The Holy Converges on the Ordinary

As I sit down during the evening on Easter Sunday to write, I’m thinking about the way this day didn’t go as planned. Rather than dressing up for church, taking family photos and celebrating together, my family of five spent the day split, with three doing “all the normal Easter things,” while two of us spent the day at home.

My husband was scheduled for the tech team during our church’s Easter Sunday service, so when one of our children didn’t feel well enough to go, I was the obvious parent to stay home. I saw it coming the night before, so I had time to wrap my head around the fact that Holy Week was going to end without fanfare. In fact, it was going to end in the most ordinary of ways.

And so, as the congregation of our church met together to sing of the Risen Savior, the two of us turned on the TV. Our living room duet’s response of “He is risen indeed” to our pastor’s “Christ is risen” only echoed in between our home’s walls and a YouTube livestream. Our two Easter dresses remained on the hangers. We ate leftovers for lunch rather than a celebratory dinner. And then we decided to watch a marathon of an old season of “The Great Food Truck Race” on Food Network.
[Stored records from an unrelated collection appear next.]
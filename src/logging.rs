// src/logging.rs

//! `tracing` subscriber for the `dagviz` binary.
//!
//! The filter comes from `--log-level` if given, otherwise from `DAGVIZ_LOG`,
//! which accepts full `EnvFilter` directives (`debug`,
//! `dagviz::pipeline=trace,warn`). An unparsable `DAGVIZ_LOG` falls back to
//! `info`.
//!
//! Everything goes to stderr. When `dagviz convert` runs as the generator its
//! stdout *is* the DOT file.

use anyhow::Result;
use tracing_subscriber::{EnvFilter, fmt};

use crate::cli::LogLevel;

pub const LOG_ENV_VAR: &str = "DAGVIZ_LOG";

const DEFAULT_DIRECTIVE: &str = "info";

pub fn init_logging(cli_level: Option<LogLevel>) -> Result<()> {
    let env = std::env::var(LOG_ENV_VAR).ok();
    let directive = filter_directive(cli_level, env.as_deref());

    fmt()
        .with_env_filter(EnvFilter::new(directive))
        .with_target(true)
        .with_writer(std::io::stderr)
        .try_init()
        .map_err(|e| anyhow::anyhow!("installing log subscriber: {e}"))?;

    Ok(())
}

/// Pick the filter directive: CLI level, then a valid env value, then `info`.
pub fn filter_directive(cli_level: Option<LogLevel>, env: Option<&str>) -> String {
    if let Some(level) = cli_level {
        return level_directive(level).to_string();
    }

    match env.map(str::trim) {
        Some(value) if !value.is_empty() && EnvFilter::try_new(value).is_ok() => {
            value.to_string()
        }
        _ => DEFAULT_DIRECTIVE.to_string(),
    }
}

fn level_directive(level: LogLevel) -> &'static str {
    match level {
        LogLevel::Error => "error",
        LogLevel::Warn => "warn",
        LogLevel::Info => "info",
        LogLevel::Debug => "debug",
        LogLevel::Trace => "trace",
    }
}
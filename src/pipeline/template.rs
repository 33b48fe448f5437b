// src/pipeline/template.rs

//! `{placeholder}` substitution in tool argument templates.

use std::collections::HashMap;
use std::sync::LazyLock;

use regex::{Captures, Regex};

static PLACEHOLDER: LazyLock<Regex> =
    LazyLock::new(|| Regex::new(r"\{([A-Za-z_][A-Za-z0-9_]*)\}").expect("valid placeholder regex"));

/// Names of all placeholders appearing in `template`, in order of appearance.
pub fn placeholders(template: &str) -> Vec<String> {
    PLACEHOLDER
        .captures_iter(template)
        .map(|caps| caps[1].to_string())
        .collect()
}

/// Replace every known `{name}` with its value.
///
/// Unknown placeholders are left untouched; configuration validation rejects
/// them before a template ever reaches this point.
pub fn expand(template: &str, values: &HashMap<&str, String>) -> String {
    PLACEHOLDER
        .replace_all(template, |caps: &Captures| {
            values
                .get(&caps[1])
                .cloned()
                .unwrap_or_else(|| caps[0].to_string())
        })
        .into_owned()
}
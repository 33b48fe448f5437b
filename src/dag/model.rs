// src/dag/model.rs

use std::collections::BTreeMap;
use std::fs;
use std::path::Path;

use anyhow::Context;
use serde::Deserialize;
use serde_json::{Map, Value};

use crate::errors::Result;

/// Task-DAG JSON file: task name -> task body.
///
/// ```json
/// {
///   "fetch": {"data": {"status": "done"}},
///   "build": {"deps": ["fetch"], "data": {"target": "release"}}
/// }
/// ```
///
/// Keys are kept sorted so that everything derived from the file is
/// deterministic.
pub type TaskDagFile = BTreeMap<String, TaskBody>;

/// Body of a single task. Unknown keys are ignored.
#[derive(Debug, Clone, Default, PartialEq, Deserialize)]
pub struct TaskBody {
    /// Names of the tasks this one depends on.
    #[serde(default)]
    pub deps: Vec<String>,

    /// Free-form task parameters, in document order. `status` is
    /// interpreted by
    /// [`TaskDag::remove_inactive_tasks`](crate::dag::TaskDag::remove_inactive_tasks).
    #[serde(default)]
    pub data: Map<String, Value>,
}

pub fn parse_task_dag(json: &str) -> Result<TaskDagFile> {
    Ok(serde_json::from_str(json)?)
}

pub fn read_task_dag(path: impl AsRef<Path>) -> Result<TaskDagFile> {
    let path = path.as_ref();
    let contents =
        fs::read_to_string(path).with_context(|| format!("reading task DAG {:?}", path))?;
    parse_task_dag(&contents)
}
// src/pipeline/cleanup.rs

use std::fs;
use std::io::ErrorKind;
use std::path::{Path, PathBuf};

use tracing::{debug, info};

use crate::errors::{DagvizError, Result};

/// What happened to a single cleanup target.
#[derive(Debug, Clone, Copy, PartialEq, Eq)]
pub enum Removal {
    Removed,
    Absent,
}

/// Summary of a clean stage.
#[derive(Debug, Clone, Default, PartialEq, Eq)]
pub struct CleanReport {
    pub removed: Vec<PathBuf>,
    pub absent: Vec<PathBuf>,
}

impl CleanReport {
    pub fn record(&mut self, path: &Path, removal: Removal) {
        match removal {
            Removal::Removed => self.removed.push(path.to_path_buf()),
            Removal::Absent => self.absent.push(path.to_path_buf()),
        }
    }
}

/// Delete a generated artifact.
///
/// A missing file counts as success. Any other failure (permissions, the path
/// being a directory, ...) is returned as [`DagvizError::Cleanup`].
pub fn remove_artifact(path: &Path) -> Result<Removal> {
    match fs::remove_file(path) {
        Ok(()) => {
            info!(path = ?path, "removed artifact");
            Ok(Removal::Removed)
        }
        Err(e) if e.kind() == ErrorKind::NotFound => {
            debug!(path = ?path, "artifact not present, nothing to remove");
            Ok(Removal::Absent)
        }
        Err(source) => Err(DagvizError::Cleanup {
            path: path.to_path_buf(),
            source,
        }),
    }
}
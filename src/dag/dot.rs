// src/dag/dot.rs

use std::collections::HashMap;
use std::fmt::Write;

use serde_json::Value;

use crate::dag::graph::{Task, TaskDag};

const HEADER: &str = "digraph graphname {\nrankdir=LR;\nnode[shape=record];\n";

/// Render the DAG as a left-to-right Graphviz record graph.
///
/// Nodes are named `task_<i>` by their position in the DAG's topological
/// order. Each node line is followed by one edge line per dependency:
///
/// ```text
/// digraph graphname {
/// rankdir=LR;
/// node[shape=record];
///
/// task_0 [label="A" shape=Mrecord]
/// task_1 [label="B | {retries | 3}" shape=Mrecord]
/// task_0 -> task_1;
/// }
/// ```
///
/// The result carries no trailing newline.
pub fn to_dot(dag: &TaskDag) -> String {
    let ids: HashMap<&str, String> = dag
        .tasks()
        .enumerate()
        .map(|(i, task)| (task.name.as_str(), format!("task_{i}")))
        .collect();

    let mut body = String::new();
    for task in dag.tasks() {
        let id = &ids[task.name.as_str()];
        let _ = write!(body, "\n{id} [label=\"{}\" shape=Mrecord]", label(task));
        for dep in task.deps.iter() {
            if let Some(dep_id) = ids.get(dep.as_str()) {
                let _ = write!(body, "\n{dep_id} -> {id};");
            }
        }
    }

    format!("{HEADER}{body}\n}}")
}

/// `name | {key | value} | ...`
fn label(task: &Task) -> String {
    let mut label = escape(&task.name);
    for (key, value) in task.data.iter() {
        let _ = write!(
            label,
            " | {{{} | {}}}",
            escape(key),
            escape(&value_text(value))
        );
    }
    label
}

fn value_text(value: &Value) -> String {
    match value {
        Value::String(s) => s.clone(),
        other => other.to_string(),
    }
}

/// Backslash-escape characters that carry meaning inside a quoted record label.
fn escape(text: &str) -> String {
    let mut out = String::with_capacity(text.len());
    for ch in text.chars() {
        if matches!(ch, '\\' | '"' | '{' | '}' | '|' | '<' | '>') {
            out.push('\\');
        }
        out.push(ch);
    }
    out
}
// SPDX-License-Identifier: BUSL-1.1
// Copyright (c) 2026 Alfred Jean LLC

//! Appliance configuration
//!
//! Every field has a default, so an empty file (or no file) yields the
//! stock timing. Durations use humantime syntax: `"2s"`, `"50ms"`.

use crate::simulator::{is_valid_speed_multiplier, MAX_SPEED_MULTIPLIER};
use crate::task::TaskRules;
use serde::{Deserialize, Serialize};
use std::path::Path;
use std::time::Duration;
use thiserror::Error;

#[derive(Debug, Error)]
pub enum ConfigError {
    #[error("io error: {0}")]
    Io(#[from] std::io::Error),
    #[error("parse error: {0}")]
    Parse(#[from] toml::de::Error),
    #[error("invalid config: {0}")]
    Invalid(String),
}

/// Time compression settings for the simulator
#[derive(Debug, Clone, PartialEq, Serialize, Deserialize)]
#[serde(default)]
pub struct SimulatorConfig {
    /// Real seconds per simulated second (0.01 = 100x faster)
    pub speed_multiplier: f64,
    /// Floor for the real wait of one step
    #[serde(with = "humantime_serde")]
    pub min_real_wait: Duration,
    pub min_ticks: u32,
    pub max_ticks: u32,
    #[serde(with = "humantime_serde")]
    pub pause_poll_interval: Duration,
}

impl Default for SimulatorConfig {
    fn default() -> Self {
        Self {
            speed_multiplier: 0.01,
            min_real_wait: Duration::from_secs(2),
            min_ticks: 10,
            max_ticks: 100,
            pause_poll_interval: Duration::from_millis(50),
        }
    }
}

/// Top-level appliance configuration
#[derive(Debug, Clone, PartialEq, Serialize, Deserialize)]
#[serde(default)]
pub struct ApplianceConfig {
    pub simulator: SimulatorConfig,
    /// Suspension after each completed step so observers see it before the next one
    #[serde(with = "humantime_serde")]
    pub step_settle: Duration,
    /// Require steaming steps to run at exactly 100°C
    pub strict_steam: bool,
}

impl Default for ApplianceConfig {
    fn default() -> Self {
        Self {
            simulator: SimulatorConfig::default(),
            step_settle: Duration::from_millis(100),
            strict_steam: false,
        }
    }
}

impl ApplianceConfig {
    /// Load configuration from a TOML file
    pub fn load(path: impl AsRef<Path>) -> Result<Self, ConfigError> {
        let content = std::fs::read_to_string(path)?;
        Self::from_toml_str(&content)
    }

    pub fn from_toml_str(content: &str) -> Result<Self, ConfigError> {
        let config: ApplianceConfig = toml::from_str(content)?;
        config.validate()?;
        Ok(config)
    }

    pub fn validate(&self) -> Result<(), ConfigError> {
        let sim = &self.simulator;
        if !is_valid_speed_multiplier(sim.speed_multiplier) {
            return Err(ConfigError::Invalid(format!(
                "simulator.speed_multiplier must be positive and at most {}, got {}",
                MAX_SPEED_MULTIPLIER, sim.speed_multiplier
            )));
        }
        if sim.min_ticks == 0 || sim.min_ticks > sim.max_ticks {
            return Err(ConfigError::Invalid(format!(
                "simulator tick bounds must satisfy 0 < min_ticks <= max_ticks, got {}..{}",
                sim.min_ticks, sim.max_ticks
            )));
        }
        if sim.pause_poll_interval.is_zero() {
            return Err(ConfigError::Invalid(
                "simulator.pause_poll_interval must be non-zero".to_string(),
            ));
        }
        Ok(())
    }

    pub fn task_rules(&self) -> TaskRules {
        TaskRules {
            strict_steam: self.strict_steam,
        }
    }
}

#[cfg(test)]
#[path = "config_tests.rs"]
mod tests;
// SPDX-License-Identifier: BUSL-1.1
// Copyright (c) 2026 Alfred Jean LLC

//! CLI command implementations

pub mod check;
pub mod run;
pub mod show;

use crate::error::CliError;
use sous_core::{ApplianceConfig, Recipe};
use std::path::Path;

fn load_recipe(path: &Path) -> Result<Recipe, CliError> {
    Recipe::load(path).map_err(|e| CliError::recipe(path, e))
}

fn load_config(path: Option<&Path>) -> Result<ApplianceConfig, CliError> {
    match path {
        Some(path) => ApplianceConfig::load(path).map_err(|e| CliError::config(path, e)),
        None => Ok(ApplianceConfig::default()),
    }
}
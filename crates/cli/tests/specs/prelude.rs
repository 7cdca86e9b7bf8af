//! Shared helpers for CLI specs
//!
//! `Project` owns a temp directory of recipe and config files and builds
//! `sous` invocations rooted in it.

#![allow(dead_code)]

use assert_cmd::Command;
use std::path::{Path, PathBuf};
use tempfile::TempDir;

/// Two short steps: dice then boil
pub const SOUP_TOML: &str = r#"
name = "Vegetable soup"
description = "Quick weeknight soup"
total_duration_seconds = 80
servings = 2

[[ingredients]]
name = "carrot"
quantity = 2
unit = "pcs"

[[ingredients]]
name = "salt"
unit = "to taste"

[[steps]]
type = "cut"
operation = "dice"
duration_seconds = 20
speed = 6
description = "Dice the carrots"

[[steps]]
type = "temperature"
operation = "boil"
duration_seconds = 60
temperature_c = 100
"#;

pub const BREAD_JSON: &str = r#"{
  "name": "Flatbread",
  "steps": [
    {"type": "mechanical", "name": "knead", "duration_seconds": 30, "speed": 4},
    {"type": "temperature", "operation": "heat", "duration_seconds": 15, "temperature_c": 250}
  ]
}"#;

/// Timing small enough that whole recipes finish in milliseconds
pub const FAST_CONFIG: &str = r#"
step_settle = "1ms"

[simulator]
speed_multiplier = 0.0001
min_real_wait = "10ms"
min_ticks = 2
max_ticks = 5
pause_poll_interval = "1ms"
"#;

pub struct Project {
    dir: TempDir,
}

impl Project {
    pub fn empty() -> Self {
        Self {
            dir: TempDir::new().unwrap(),
        }
    }

    pub fn path(&self) -> &Path {
        self.dir.path()
    }

    /// Write a file relative to the project root
    pub fn file(&self, name: &str, content: &str) -> PathBuf {
        let path = self.dir.path().join(name);
        std::fs::write(&path, content).unwrap();
        path
    }

    pub fn sous(&self) -> Sous {
        let mut cmd = Command::cargo_bin("sous").unwrap();
        cmd.current_dir(self.dir.path());
        cmd.env_remove("RUST_LOG");
        cmd.env_remove("SOUS_LOG");
        Sous { cmd }
    }
}

pub struct Sous {
    cmd: Command,
}

impl Sous {
    pub fn args(mut self, args: &[&str]) -> Self {
        self.cmd.args(args);
        self
    }

    pub fn env(mut self, key: &str, value: &str) -> Self {
        self.cmd.env(key, value);
        self
    }

    /// Run and hand back the raw assertion for predicate checks
    pub fn assert(mut self) -> assert_cmd::assert::Assert {
        self.cmd.assert()
    }

    pub fn passes(mut self) -> Output {
        Output::from(self.cmd.assert().success())
    }

    pub fn fails(mut self) -> Output {
        Output::from(self.cmd.assert().failure())
    }
}

pub struct Output {
    stdout: String,
    stderr: String,
}

impl From<assert_cmd::assert::Assert> for Output {
    fn from(assert: assert_cmd::assert::Assert) -> Self {
        let output = assert.get_output();
        Self {
            stdout: String::from_utf8_lossy(&output.stdout).into_owned(),
            stderr: String::from_utf8_lossy(&output.stderr).into_owned(),
        }
    }
}

impl Output {
    pub fn stdout(&self) -> &str {
        &self.stdout
    }

    pub fn stdout_eq(self, expected: &str) -> Self {
        similar_asserts::assert_eq!(self.stdout, expected, "stderr: {}", self.stderr);
        self
    }

    pub fn stdout_has(self, needle: &str) -> Self {
        assert!(
            self.stdout.contains(needle),
            "stdout missing {needle:?}:\n{}",
            self.stdout
        );
        self
    }

    pub fn stdout_lacks(self, needle: &str) -> Self {
        assert!(
            !self.stdout.contains(needle),
            "stdout unexpectedly has {needle:?}:\n{}",
            self.stdout
        );
        self
    }

    pub fn stderr_has(self, needle: &str) -> Self {
        assert!(
            self.stderr.contains(needle),
            "stderr missing {needle:?}:\n{}",
            self.stderr
        );
        self
    }
}
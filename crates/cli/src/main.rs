// SPDX-License-Identifier: BUSL-1.1
// Copyright (c) 2026 Alfred Jean LLC

//! sous - simulated cooking appliance CLI

// Allow panic!/unwrap/expect in test code
#![cfg_attr(test, allow(clippy::panic))]
#![cfg_attr(test, allow(clippy::unwrap_used))]
#![cfg_attr(test, allow(clippy::expect_used))]

mod commands;
mod completions;
mod error;
mod output;

use anyhow::Result;
use clap::{Parser, Subcommand};
use commands::{check, run, show};
use std::process::ExitCode;

#[derive(Parser)]
#[command(
    name = "sous",
    version,
    about = "Sous - run recipes on a simulated cooking appliance"
)]
struct Cli {
    #[command(subcommand)]
    command: Commands,
}

#[derive(Subcommand)]
enum Commands {
    /// Validate a recipe file
    Check(check::CheckArgs),
    /// Print a recipe and its steps
    Show(show::ShowArgs),
    /// Run a recipe to completion
    Run(run::RunArgs),
    /// Generate shell completions
    Completions(completions::CompletionsArgs),
}

#[tokio::main]
async fn main() -> Result<ExitCode> {
    init_tracing();
    let cli = Cli::parse();

    match cli.command {
        Commands::Check(args) => check::check(args)?,
        Commands::Show(args) => show::show(args)?,
        Commands::Run(args) => return run::run(args).await,
        Commands::Completions(args) => completions::generate_completions::<Cli>(args.shell),
    }

    Ok(ExitCode::SUCCESS)
}

/// Log to stderr, filtered by `SOUS_LOG` or `RUST_LOG` (default `warn`)
fn init_tracing() {
    use tracing_subscriber::{fmt, prelude::*, EnvFilter};

    let filter = EnvFilter::try_from_env("SOUS_LOG")
        .or_else(|_| EnvFilter::try_from_default_env())
        .unwrap_or_else(|_| EnvFilter::new("warn"));

    tracing_subscriber::registry()
        .with(filter)
        .with(fmt::layer().with_writer(std::io::stderr))
        .init();
}
// SPDX-License-Identifier: BUSL-1.1
// Copyright (c) 2026 Alfred Jean LLC

//! Recipe execution loop

use super::{transition, Appliance, Outbox, Status};
use crate::error::ApplianceError;
use crate::recipe::Recipe;
use crate::state::ApplianceState;
use crate::task::Task;
use std::sync::atomic::Ordering;
use std::sync::Arc;
use tracing::{debug, error, info};

/// Recipe progress never reaches 100 before completion
const MAX_RUNNING_PROGRESS: u8 = 99;

/// Percentage of a step, rounded down
fn step_percent(elapsed: u32, duration: u32) -> u8 {
    if duration == 0 {
        return 100;
    }
    (u64::from(elapsed.min(duration)) * 100 / u64::from(duration)) as u8
}

/// `((completed + fraction) / total) * 100`, capped below 100
fn overall_progress(completed: usize, elapsed: u32, duration: u32, total: usize) -> u8 {
    if total == 0 {
        return 0;
    }
    let fraction = if duration == 0 {
        1.0
    } else {
        f64::from(elapsed.min(duration)) / f64::from(duration)
    };
    let percent = (completed as f64 + fraction) / total as f64 * 100.0;
    (percent.floor() as u8).min(MAX_RUNNING_PROGRESS)
}

/// A run may only finish from RUNNING; a pending pause is lifted first
fn leave_paused(appliance: &Appliance, status: &mut Status, outbox: &mut Outbox) {
    if status.state == ApplianceState::Paused {
        appliance.shared.simulator.resume();
        transition(status, outbox, ApplianceState::Running);
    }
}

impl Appliance {
    /// Execute the prepared recipe
    ///
    /// Guard failures are returned as errors. Once running, the result is
    /// `Ok(true)` on completion and `Ok(false)` when the run was cancelled,
    /// failed mid-step, or was superseded by an emergency stop.
    pub async fn run(&self) -> Result<bool, ApplianceError> {
        let (epoch, recipe) = self.update(|status, outbox| {
            match status.state {
                ApplianceState::Off => return Err(ApplianceError::PoweredOff),
                ApplianceState::Prepared => {}
                other => {
                    return Err(ApplianceError::InvalidOperation(format!(
                        "cannot run while {other}"
                    )))
                }
            }
            let recipe = status
                .recipe
                .clone()
                .ok_or_else(|| ApplianceError::Recipe("no recipe prepared".to_string()))?;

            let epoch = self.shared.epoch.fetch_add(1, Ordering::SeqCst) + 1;
            transition(status, outbox, ApplianceState::Running);
            outbox.event(format!("Starting recipe: {}", recipe.name));
            Ok((epoch, recipe))
        })?;

        info!(recipe = %recipe.name, steps = recipe.step_count(), "recipe started");
        Ok(self.execute(epoch, recipe).await)
    }

    async fn execute(&self, epoch: u64, recipe: Arc<Recipe>) -> bool {
        let total = recipe.step_count();
        let rules = self.shared.config.task_rules();

        for (index, step) in recipe.steps.iter().enumerate() {
            if self.cancel_requested() {
                return self.finish_cancelled(epoch);
            }

            let future_s = recipe.steps[index + 1..]
                .iter()
                .fold(0u32, |acc, s| acc.saturating_add(s.duration_seconds));
            let begun = self.update_run(epoch, |status, _| {
                status.step_index = index;
                status.step_progress = 0;
                status.step_remaining_s = step.duration_seconds;
                status.recipe_remaining_s = step.duration_seconds.saturating_add(future_s);
            });
            if begun.is_none() {
                return false;
            }

            let task = match Task::from_step(step).and_then(|task| {
                task.validate_with(&rules)
                    .map_err(ApplianceError::InvalidTask)
                    .map(|()| task)
            }) {
                Ok(task) => task,
                Err(e) => return self.fail(epoch, index, e),
            };

            debug!(step = index + 1, total, %task, "starting step");
            let applied = self.update_run(epoch, |status, outbox| {
                task.apply(&mut status.setpoints);
                status.active_task = Some(task.name());
                outbox.event(task.start_message());
            });
            if applied.is_none() {
                return false;
            }

            let completed = self
                .shared
                .simulator
                .simulate(task.duration_s(), |elapsed, duration| {
                    self.update_run(epoch, |status, outbox| {
                        status.step_progress = step_percent(elapsed, duration);
                        let remaining = duration.saturating_sub(elapsed);
                        status.step_remaining_s = remaining;
                        status.recipe_remaining_s = remaining.saturating_add(future_s);

                        let progress = overall_progress(index, elapsed, duration, total);
                        if progress > status.recipe_progress {
                            status.recipe_progress = progress;
                            outbox.progress(progress);
                        }
                    });
                })
                .await;

            if !completed {
                if self.cancel_requested() {
                    return self.finish_cancelled(epoch);
                }
                let e = ApplianceError::Execution(format!("{} was interrupted", task.name()));
                return self.fail(epoch, index, e);
            }

            let finished = self.update_run(epoch, |status, outbox| {
                status.step_progress = 100;
                status.active_task = None;
                outbox.event(task.finish_message());
            });
            if finished.is_none() {
                return false;
            }
            debug!(step = index + 1, total, "step finished");

            tokio::time::sleep(self.shared.config.step_settle).await;
            self.shared.simulator.hold_while_paused().await;
        }

        if self.cancel_requested() {
            return self.finish_cancelled(epoch);
        }
        self.complete(epoch, total)
    }

    fn complete(&self, epoch: u64, total: usize) -> bool {
        let done = self.update_run(epoch, |status, outbox| {
            status.reset_setpoints();
            status.active_task = None;
            status.step_index = total;
            status.step_progress = 100;
            status.recipe_progress = 100;
            status.step_remaining_s = 0;
            status.recipe_remaining_s = 0;

            leave_paused(self, status, outbox);
            transition(status, outbox, ApplianceState::Done);
            outbox.progress(100);
            outbox.event("Recipe completed successfully");
        });
        if done.is_some() {
            info!("recipe completed");
        }
        done.is_some()
    }

    fn finish_cancelled(&self, epoch: u64) -> bool {
        let cancelled = self.update_run(epoch, |status, outbox| {
            self.shared.cancel_requested.store(false, Ordering::SeqCst);
            status.reset_all();
            transition(status, outbox, ApplianceState::Idle);
            outbox.event("Recipe cancelled");
        });
        if cancelled.is_some() {
            info!("recipe cancelled");
        }
        false
    }

    fn fail(&self, epoch: u64, index: usize, e: ApplianceError) -> bool {
        let failed = self.update_run(epoch, |status, outbox| {
            status.reset_setpoints();
            status.active_task = None;
            leave_paused(self, status, outbox);
            transition(status, outbox, ApplianceState::Error);
            outbox.event(format!("Error: {e}"));
        });
        if failed.is_some() {
            error!(step = index + 1, error = %e, "recipe run failed");
        }
        false
    }
}

#[cfg(test)]
#[path = "runtime_tests.rs"]
mod tests;
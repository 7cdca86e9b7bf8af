// SPDX-License-Identifier: BUSL-1.1
// Copyright (c) 2026 Alfred Jean LLC

//! Shell completion generation for the sous CLI.
//!
//! ```bash
//! sous completions bash > ~/.local/share/bash-completion/completions/sous
//! sous completions zsh > ~/.zfunc/_sous
//! sous completions fish > ~/.config/fish/completions/sous.fish
//! ```

use clap::CommandFactory;
use clap_complete::{generate, Shell};
use std::io;

#[derive(clap::Args, Debug)]
pub struct CompletionsArgs {
    /// Shell to generate completions for
    #[arg(value_enum)]
    pub shell: Shell,
}

/// Write completions for the `sous` command to stdout.
pub fn generate_completions<C: CommandFactory>(shell: Shell) {
    let mut cmd = C::command();
    generate(shell, &mut cmd, "sous", &mut io::stdout());
}
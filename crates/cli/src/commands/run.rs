// SPDX-License-Identifier: BUSL-1.1
// Copyright (c) 2026 Alfred Jean LLC

//! `sous run <recipe>` - Run a recipe on a simulated appliance
//!
//! Ctrl-C once cancels the recipe; a second Ctrl-C triggers an emergency stop.

use crate::output::{self, OutputFormat};
use anyhow::Result;
use clap::Args;
use serde::Serialize;
use sous_core::{ApplianceState, ApplianceStatus, Controller, Notification};
use std::fmt;
use std::path::PathBuf;
use std::process::ExitCode;

#[derive(Args)]
pub struct RunArgs {
    /// Recipe file (.toml or .json)
    pub recipe: PathBuf,

    /// Appliance configuration file (TOML)
    #[arg(long)]
    pub config: Option<PathBuf>,

    /// Real seconds per simulated second, e.g. 0.01 runs 100x faster
    #[arg(long)]
    pub speed_multiplier: Option<f64>,

    /// Only print the final status
    #[arg(short, long)]
    pub quiet: bool,

    /// Output format
    #[arg(long, value_enum, default_value = "text")]
    pub format: OutputFormat,
}

pub async fn run(args: RunArgs) -> Result<ExitCode> {
    let config = super::load_config(args.config.as_deref())?;
    let recipe = super::load_recipe(&args.recipe)?;

    let controller = Controller::with_config(config);
    if let Some(multiplier) = args.speed_multiplier {
        controller.appliance().set_speed_multiplier(multiplier)?;
    }

    let mut printer = Printer::new(args.format, args.quiet);
    let mut notifications = controller.subscribe();
    controller.power_on();
    let mut handle = controller.spawn_recipe(recipe)?;

    let mut interrupts = 0;
    let completed = loop {
        tokio::select! {
            result = &mut handle => break result??,
            Some(notification) = notifications.recv() => printer.notification(&notification),
            _ = tokio::signal::ctrl_c() => {
                interrupts += 1;
                if interrupts == 1 {
                    tracing::info!("interrupt received, cancelling recipe");
                    if let Err(e) = controller.cancel() {
                        tracing::warn!(error = %e, "cancel failed");
                    }
                } else {
                    controller.emergency_stop();
                }
            }
        }
    };

    while let Ok(notification) = notifications.try_recv() {
        printer.notification(&notification);
    }

    let status = controller.status();
    output::print(&StatusReport(status), args.format);

    Ok(if completed {
        ExitCode::SUCCESS
    } else {
        ExitCode::FAILURE
    })
}

/// Streams notifications to stdout
struct Printer {
    format: OutputFormat,
    quiet: bool,
    /// Last printed progress, in tens of percent
    last_decile: u8,
}

impl Printer {
    fn new(format: OutputFormat, quiet: bool) -> Self {
        Self {
            format,
            quiet,
            last_decile: 0,
        }
    }

    fn notification(&mut self, notification: &Notification) {
        if self.quiet {
            return;
        }
        match (self.format, notification) {
            (OutputFormat::Json, n) => output::print_json_line(n),
            (OutputFormat::Text, Notification::StateChanged(state)) => println!("[{}]", state),
            (OutputFormat::Text, Notification::Event(message)) => println!("{}", message),
            (OutputFormat::Text, Notification::ProgressChanged(percent)) => {
                let decile = percent / 10;
                if decile > self.last_decile {
                    self.last_decile = decile;
                    println!("{}%", percent);
                }
            }
        }
    }
}

#[derive(Serialize)]
#[serde(transparent)]
struct StatusReport(ApplianceStatus);

impl fmt::Display for StatusReport {
    fn fmt(&self, f: &mut fmt::Formatter<'_>) -> fmt::Result {
        let status = &self.0;
        let outcome = match status.state {
            ApplianceState::Done => "completed",
            ApplianceState::Error => "failed",
            ApplianceState::Idle => "stopped",
            _ => "interrupted",
        };
        write!(
            f,
            "Recipe {} ({}/{} steps, {}%)",
            outcome, status.step_index, status.total_steps, status.recipe_progress
        )
    }
}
The change of Easter plans seemed to put an exclamation point on a note I jotted down during the afternoon of Good Friday: “I’m living an ordinary life and hoping in the extraordinary.”

It’s interesting how each religious holiday seems to sneak up on me no matter how much I’ve prepared. Advent leads to Christmas — and yet, Christmas is always celebrated in the middle of the ordinary. December starts out hectic but we continue to move forward toward rest. Finally winter break begins, Christmas comes and goes as does New Year’s, and then school begins again. Lent leads to Easter — and yet, Easter is always celebrated in the middle of the ordinary. The practices of Holy Week occur smack dab in the middle of the ordinary schedules of family life, work, school and activities.

As each holiday approaches with certainty of arrival, I tend to find I’m never quite “ready” because daily life continues even as the Holy is in sight. I suppose I could bemoan this, and maybe some seasons I do, but this Easter season I felt drawn to the reality that the Holy converges with the ordinary. Middle school track season doesn’t leave space for Maundy Thursday, and Good Friday church services come at the end of whatever went on during the day. The ordinary never pauses. Even the fact that my column deadline is the Monday after Easter is proof the world keeps right on spinning without taking a breath.

It was in the processing of the ordinary I landed here: Isn’t the convergence of the Holy with the ordinary the point of celebrating the markers of the Christian faith?

At Christmas, Christians remember the birth of our Lord and Savior Jesus Christ -– the Holy converged on the ordinary and was wrapped in swaddling cloths and laid in a manger in Bethlehem because there was no room in the inn. Jesus was born and raised to ordinary parents who did ordinary work. In fact, because Jesus’ earthly parents sacrificed “a pair of turtledoves or two young pigeons” in accordance with the Law of the Lord (Luke 2:24), the implication is that Jesus’ family was poor or of modest means; the wealthier individuals would have offered a lamb.

In the years of public ministry leading to His crucifixion, Jesus continued to converge on the ordinary. He called ordinary disciples, He brought Holy perspective to the daily (ordinary) rhythms of the temple and its laws. Jesus called for the (ordinary) children and extended compassion to the (ordinary) women. He even converged on the daily (ordinary) task of drawing water and changed the life of the woman at the well, among other wonders.

It’s during Holy Week — the week leading up to Easter — that believers remember the betrayal of our Lord and Savior Jesus Christ. The Holy converged on the ordinary of human suffering and human sin. Jesus was betrayed, mocked, denied and overlooked. The crowds, who a few days earlier shouted His praises, now screamed for His death. The crowd chose to release a common criminal rather than the Extraordinary King. After Jesus’ crucifixion, a man named Joseph of Arimathea took Jesus’ body and wrapped it in clean linen and laid it in a tomb. The same Jesus born into the ordinary and swaddled to sleep in a manager was now wrapped in linen, a shroud of death, and laid in a tomb.

At Easter, Christians remember the resurrection of our Lord and Savior Jesus Christ — the Holy converged on the ordinary cycle of death — and won.

And so it was that all the ordinary of this Holy Week, all the interruptions and disruptions, all the distractions and activities, lead me to a place of worship as the Holy converged on the ordinary in unexpected ways. My Good Friday note is true: I am living an ordinary life while continuing to hope in the Extraordinary.

A happy (belated) Easter to each of you.

Christ is risen; He is risen, indeed!